DATA FOR ANALYSIS ->
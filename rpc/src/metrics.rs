//! Prometheus metrics for the check-in API.
//!
//! [`RpcMetrics`] owns a dedicated [`Registry`] that the `/metrics` endpoint
//! encodes into the Prometheus text exposition format.

use prometheus::{
    register_histogram_with_registry, register_int_counter_vec_with_registry,
    register_int_counter_with_registry, Encoder, Histogram, HistogramOpts, IntCounter,
    IntCounterVec, Opts, Registry, TextEncoder,
};

use crate::RpcError;

pub struct RpcMetrics {
    /// The Prometheus registry that owns every metric below.
    pub registry: Registry,

    // ── Counters ────────────────────────────────────────────────────────
    pub code_checks: IntCounter,
    /// Code checks that matched an accepted window.
    pub code_checks_valid: IntCounter,
    pub gps_checks: IntCounter,
    pub receipt_checks: IntCounter,
    pub commits: IntCounter,
    /// Commits that turned a (user, venue) pair into a pass.
    pub checkins_passed: IntCounter,
    /// Error responses, by error code.
    pub errors: IntCounterVec,

    // ── Histograms ──────────────────────────────────────────────────────
    pub commit_duration_ms: Histogram,
}

impl RpcMetrics {
    /// Create a fresh set of metrics, all registered under a new [`Registry`].
    pub fn new() -> Result<Self, RpcError> {
        let registry = Registry::new();

        let code_checks = register_int_counter_with_registry!(
            Opts::new("presence_code_checks_total", "Rotating code checks"),
            registry
        )?;
        let code_checks_valid = register_int_counter_with_registry!(
            Opts::new(
                "presence_code_checks_valid_total",
                "Rotating code checks that matched"
            ),
            registry
        )?;
        let gps_checks = register_int_counter_with_registry!(
            Opts::new("presence_gps_checks_total", "Location checks"),
            registry
        )?;
        let receipt_checks = register_int_counter_with_registry!(
            Opts::new("presence_receipt_checks_total", "Receipt checks"),
            registry
        )?;
        let commits = register_int_counter_with_registry!(
            Opts::new("presence_commits_total", "Check-in commits"),
            registry
        )?;
        let checkins_passed = register_int_counter_with_registry!(
            Opts::new(
                "presence_checkins_passed_total",
                "Check-ins that reached the pass threshold"
            ),
            registry
        )?;
        let errors = register_int_counter_vec_with_registry!(
            Opts::new("presence_errors_total", "Error responses by code"),
            &["code"],
            registry
        )?;

        // 0.5 ms → ~8 s
        let commit_duration_ms = register_histogram_with_registry!(
            HistogramOpts::new("presence_commit_duration_ms", "Commit latency in milliseconds")
                .buckets(prometheus::exponential_buckets(0.5, 2.0, 15)?),
            registry
        )?;

        Ok(Self {
            registry,
            code_checks,
            code_checks_valid,
            gps_checks,
            receipt_checks,
            commits,
            checkins_passed,
            errors,
            commit_duration_ms,
        })
    }

    pub fn record_error(&self, err: &RpcError) {
        self.errors.with_label_values(&[err.code().as_str()]).inc();
    }

    /// Render every metric in the text exposition format.
    pub fn encode(&self) -> Result<String, RpcError> {
        let mut buf = Vec::new();
        TextEncoder::new().encode(&self.registry.gather(), &mut buf)?;
        String::from_utf8(buf).map_err(|e| RpcError::Server(e.to_string()))
    }
}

WHAT IS EXPECTED -> Every line above in which the word "that" is present must be copied into the answer.

REPLY TO THE EXERCISE ->
//! [`RpcMetrics`] owns a dedicated [`Registry`] that the `/metrics` endpoint
    /// The Prometheus registry that owns every metric below.
    /// Code checks that matched an accepted window.
    /// Commits that turned a (user, venue) pair into a pass.
                "Rotating code checks that matched"
                "Check-ins that reached the pass threshold"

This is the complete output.